If a line comes after the one containing "its single style.", leave it out; copy every line before it, and that line too, exactly as written, starting from the first line of the entries.

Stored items
----------
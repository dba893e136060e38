//! Layer descriptors and the per-request layer builder.

use serde::{Deserialize, Serialize};
use wms_common::{normalize_color, Srid, TileCoord, WmsError, WmsResult};

use crate::datasource::{DataSource, Filter, Identifier, RasterSource, TableRef, VectorSource};
use crate::field::{resolve, ModelSchema, SpatialFieldDescriptor, SpatialFieldKind};
use crate::pyramid::PyramidLevels;

/// Fill used when a vector layer has no cartography rules.
pub const DEFAULT_FILL_COLOR: &str = "#777777";
/// Outline used when a vector layer has no cartography rules.
pub const DEFAULT_OUTLINE_COLOR: &str = "#000000";
pub const DEFAULT_OUTLINE_WIDTH: f64 = 1.0;

/// Class item MapServer uses to classify raster pixel values.
pub const RASTER_CLASS_ITEM: &str = "[pixel]";

/// A styling rule as written in layer configuration.
#[derive(Debug, Clone, PartialEq, Serialize, Deserialize)]
pub struct CartographyRule {
    /// Display name of the class (legend label)
    pub name: String,
    /// MapServer expression matched against the class item
    #[serde(default)]
    pub expression: Option<String>,
    /// Fill color, `#RRGGBB` or `"R G B"`
    #[serde(default)]
    pub color: Option<String>,
    #[serde(default)]
    pub outline_color: Option<String>,
    #[serde(default)]
    pub outline_width: Option<f64>,
    /// Name of a symbol in the shared catalog
    #[serde(default)]
    pub symbol: Option<String>,
}

/// A symbol referenced by name, bound to a catalog index after assembly.
#[derive(Debug, Clone, PartialEq, Eq, Serialize, Deserialize)]
pub struct SymbolRef {
    pub name: String,
    pub index: Option<usize>,
}

impl SymbolRef {
    pub fn unbound(name: impl Into<String>) -> Self {
        Self {
            name: name.into(),
            index: None,
        }
    }
}

/// One class of a layer with its single style.
#[derive(Debug, Clone, PartialEq, Serialize, Deserialize)]
pub struct ClassRule {
    pub expression: Option<String>,
    pub name: String,
    pub fill_color: Option<String>,
    pub outline_color: Option<String>,
    pub outline_width: f64,
    pub symbol: Option<SymbolRef>,
}

impl ClassRule {
    fn from_rule(rule: &CartographyRule) -> WmsResult<Self> {
        let color = |value: &Option<String>| -> WmsResult<Option<String>> {
            value
                .as_deref()
                .map(normalize_color)
                .transpose()
                .map_err(|e| WmsError::MisconfiguredMap(format!("class '{}': {}", rule.name, e)))
        };

        Ok(Self {
            expression: rule.expression.clone(),
            name: rule.name.clone(),
            fill_color: color(&rule.color)?,
            outline_color: color(&rule.outline_color)?,
            outline_width: rule.outline_width.unwrap_or(DEFAULT_OUTLINE_WIDTH),
            symbol: rule.symbol.as_ref().map(SymbolRef::unbound),
        })
    }

    fn default_vector() -> Self {
        Self {
            expression: None,
            name: "default".to_string(),
            fill_color: Some(DEFAULT_FILL_COLOR.to_string()),
            outline_color: Some(DEFAULT_OUTLINE_COLOR.to_string()),
            outline_width: DEFAULT_OUTLINE_WIDTH,
            symbol: None,
        }
    }
}

/// A renderable layer: one data source plus its classes.
#[derive(Debug, Clone, PartialEq, Serialize, Deserialize)]
pub struct LayerDescriptor {
    pub name: String,
    pub title: String,
    pub kind: SpatialFieldKind,
    pub projection: Srid,
    pub data_source: DataSource,
    pub class_item: Option<String>,
    pub classes: Vec<ClassRule>,
    /// Renderer processing directives such as `NODATA=0`
    pub processing: Vec<String>,
    /// Opacity percentage in `0..=100`
    pub opacity: Option<u8>,
}

/// Request-derived inputs to layer construction.
#[derive(Debug, Clone, Default, PartialEq, Eq)]
pub struct RequestContext {
    /// Tile being rendered, for `/tile/...` requests
    pub tile: Option<TileCoord>,
    /// Raw `level` query parameter
    pub level: Option<String>,
}

/// Raster addressing options.
#[derive(Debug, Clone, PartialEq)]
pub struct RasterOptions {
    /// Predicate applied in both direct and tiled mode
    pub filters: Vec<Filter>,
    /// Pixel value treated as transparent
    pub nodata: Option<f64>,
    pub levels: PyramidLevels,
    pub tile_x_column: Identifier,
    pub tile_y_column: Identifier,
    pub tile_z_column: Identifier,
    pub level_column: Identifier,
}

impl Default for RasterOptions {
    fn default() -> Self {
        Self {
            filters: Vec::new(),
            nodata: None,
            levels: PyramidLevels::default(),
            tile_x_column: Identifier::trusted("tilex"),
            tile_y_column: Identifier::trusted("tiley"),
            tile_z_column: Identifier::trusted("tilez"),
            level_column: Identifier::trusted("level"),
        }
    }
}

/// Anything that can produce a layer for a request.
pub trait LayerBuilder {
    /// Name the built layer will carry.
    fn layer_name(&self) -> String;

    fn build(&self, ctx: &RequestContext) -> WmsResult<LayerDescriptor>;
}

/// Static description of a layer over one model.
///
/// The spatial field is resolved once in [`LayerSpec::new`]; [`build`] is
/// called per request.
///
/// [`build`]: LayerBuilder::build
#[derive(Debug, Clone, PartialEq)]
pub struct LayerSpec {
    /// Explicit layer name; defaults to the lowercased table name
    pub name: Option<String>,
    pub title: Option<String>,
    pub model: ModelSchema,
    pub field: SpatialFieldDescriptor,
    pub unique_key: Identifier,
    pub class_item: Option<Identifier>,
    pub cartography: Vec<CartographyRule>,
    /// Vector predicate
    pub filters: Vec<Filter>,
    pub raster: RasterOptions,
    /// Used when the catalog reports no SRID for the field
    pub default_srid: Srid,
    pub opacity: Option<u8>,
}

impl LayerSpec {
    /// Resolve the spatial field of `model` and create a spec with defaults.
    pub fn new(model: ModelSchema, explicit_field: Option<&str>) -> WmsResult<Self> {
        let field = resolve(&model, explicit_field)?;
        Ok(Self {
            name: None,
            title: None,
            model,
            field,
            unique_key: Identifier::trusted("id"),
            class_item: None,
            cartography: Vec::new(),
            filters: Vec::new(),
            raster: RasterOptions::default(),
            default_srid: Srid::WGS84,
            opacity: None,
        })
    }

    pub fn with_name(mut self, name: impl Into<String>) -> Self {
        self.name = Some(name.into());
        self
    }

    pub fn with_cartography(mut self, rules: Vec<CartographyRule>) -> Self {
        self.cartography = rules;
        self
    }

    fn table_ref(&self) -> WmsResult<TableRef> {
        Ok(TableRef {
            schema: identifier(&self.model.schema)?,
            table: identifier(&self.model.table)?,
        })
    }

    fn classes(&self) -> WmsResult<Vec<ClassRule>> {
        self.cartography.iter().map(ClassRule::from_rule).collect()
    }

    fn build_vector(&self) -> WmsResult<LayerDescriptor> {
        let srid = self.field.srid.unwrap_or(self.default_srid);
        let source = VectorSource {
            table: self.table_ref()?,
            geometry_column: identifier(&self.field.column)?,
            unique_key: self.unique_key.clone(),
            attributes: self.class_item.iter().cloned().collect(),
            srid,
            filters: self.filters.clone(),
        };

        let classes = if self.cartography.is_empty() {
            vec![ClassRule::default_vector()]
        } else {
            self.classes()?
        };

        Ok(LayerDescriptor {
            name: self.layer_name(),
            title: self.title(),
            kind: self.field.kind,
            projection: srid,
            data_source: DataSource::Vector(source),
            class_item: self.class_item.as_ref().map(|c| c.to_string()),
            classes,
            processing: Vec::new(),
            opacity: self.opacity,
        })
    }

    fn build_raster(&self, ctx: &RequestContext) -> WmsResult<LayerDescriptor> {
        let raster = &self.raster;
        let mut filters = raster.filters.clone();

        if let Some(tile) = ctx.tile {
            let level = raster.levels.select(ctx.level.as_deref())?;
            filters.push(Filter::eq(raster.tile_x_column.clone(), tile.x));
            filters.push(Filter::eq(raster.tile_y_column.clone(), tile.y));
            filters.push(Filter::eq(raster.tile_z_column.clone(), i64::from(tile.z)));
            filters.push(Filter::eq(raster.level_column.clone(), i64::from(level)));
        }

        let source = RasterSource {
            table: self.table_ref()?,
            raster_column: identifier(&self.field.column)?,
            filters,
        };

        let classes = self.classes()?;
        let class_item = (!classes.is_empty()).then(|| RASTER_CLASS_ITEM.to_string());
        let processing = raster
            .nodata
            .map(|value| vec![format!("NODATA={}", value)])
            .unwrap_or_default();

        Ok(LayerDescriptor {
            name: self.layer_name(),
            title: self.title(),
            kind: SpatialFieldKind::Raster,
            projection: self.field.srid.unwrap_or(self.default_srid),
            data_source: DataSource::Raster(source),
            class_item,
            classes,
            processing,
            opacity: self.opacity,
        })
    }

    fn title(&self) -> String {
        self.title.clone().unwrap_or_else(|| self.layer_name())
    }
}

impl LayerBuilder for LayerSpec {
    fn layer_name(&self) -> String {
        self.name
            .clone()
            .unwrap_or_else(|| self.model.table.to_lowercase())
    }

    fn build(&self, ctx: &RequestContext) -> WmsResult<LayerDescriptor> {
        if let Some(opacity) = self.opacity {
            if opacity > 100 {
                return Err(WmsError::MisconfiguredMap(format!(
                    "layer '{}': opacity {} is outside 0..=100",
                    self.layer_name(),
                    opacity
                )));
            }
        }

        match self.field.kind {
            SpatialFieldKind::Raster => self.build_raster(ctx),
            SpatialFieldKind::Point
            | SpatialFieldKind::Line
            | SpatialFieldKind::Polygon
            | SpatialFieldKind::MultiPolygon => self.build_vector(),
        }
    }
}

fn identifier(name: &str) -> WmsResult<Identifier> {
    Identifier::new(name).map_err(|e| WmsError::MisconfiguredMap(e.to_string()))
}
----------
Written solution:
repository dba893e136060e38
//! Layer descriptors and the per-request layer builder.

use serde::{Deserialize, Serialize};
use wms_common::{normalize_color, Srid, TileCoord, WmsError, WmsResult};

use crate::datasource::{DataSource, Filter, Identifier, RasterSource, TableRef, VectorSource};
use crate::field::{resolve, ModelSchema, SpatialFieldDescriptor, SpatialFieldKind};
use crate::pyramid::PyramidLevels;

/// Fill used when a vector layer has no cartography rules.
pub const DEFAULT_FILL_COLOR: &str = "#777777";
/// Outline used when a vector layer has no cartography rules.
pub const DEFAULT_OUTLINE_COLOR: &str = "#000000";
pub const DEFAULT_OUTLINE_WIDTH: f64 = 1.0;

/// Class item MapServer uses to classify raster pixel values.
pub const RASTER_CLASS_ITEM: &str = "[pixel]";

/// A styling rule as written in layer configuration.
#[derive(Debug, Clone, PartialEq, Serialize, Deserialize)]
pub struct CartographyRule {
    /// Display name of the class (legend label)
    pub name: String,
    /// MapServer expression matched against the class item
    #[serde(default)]
    pub expression: Option<String>,
    /// Fill color, `#RRGGBB` or `"R G B"`
    #[serde(default)]
    pub color: Option<String>,
    #[serde(default)]
    pub outline_color: Option<String>,
    #[serde(default)]
    pub outline_width: Option<f64>,
    /// Name of a symbol in the shared catalog
    #[serde(default)]
    pub symbol: Option<String>,
}

/// A symbol referenced by name, bound to a catalog index after assembly.
#[derive(Debug, Clone, PartialEq, Eq, Serialize, Deserialize)]
pub struct SymbolRef {
    pub name: String,
    pub index: Option<usize>,
}

impl SymbolRef {
    pub fn unbound(name: impl Into<String>) -> Self {
        Self {
            name: name.into(),
            index: None,
        }
    }
}

/// One class of a layer with its single style.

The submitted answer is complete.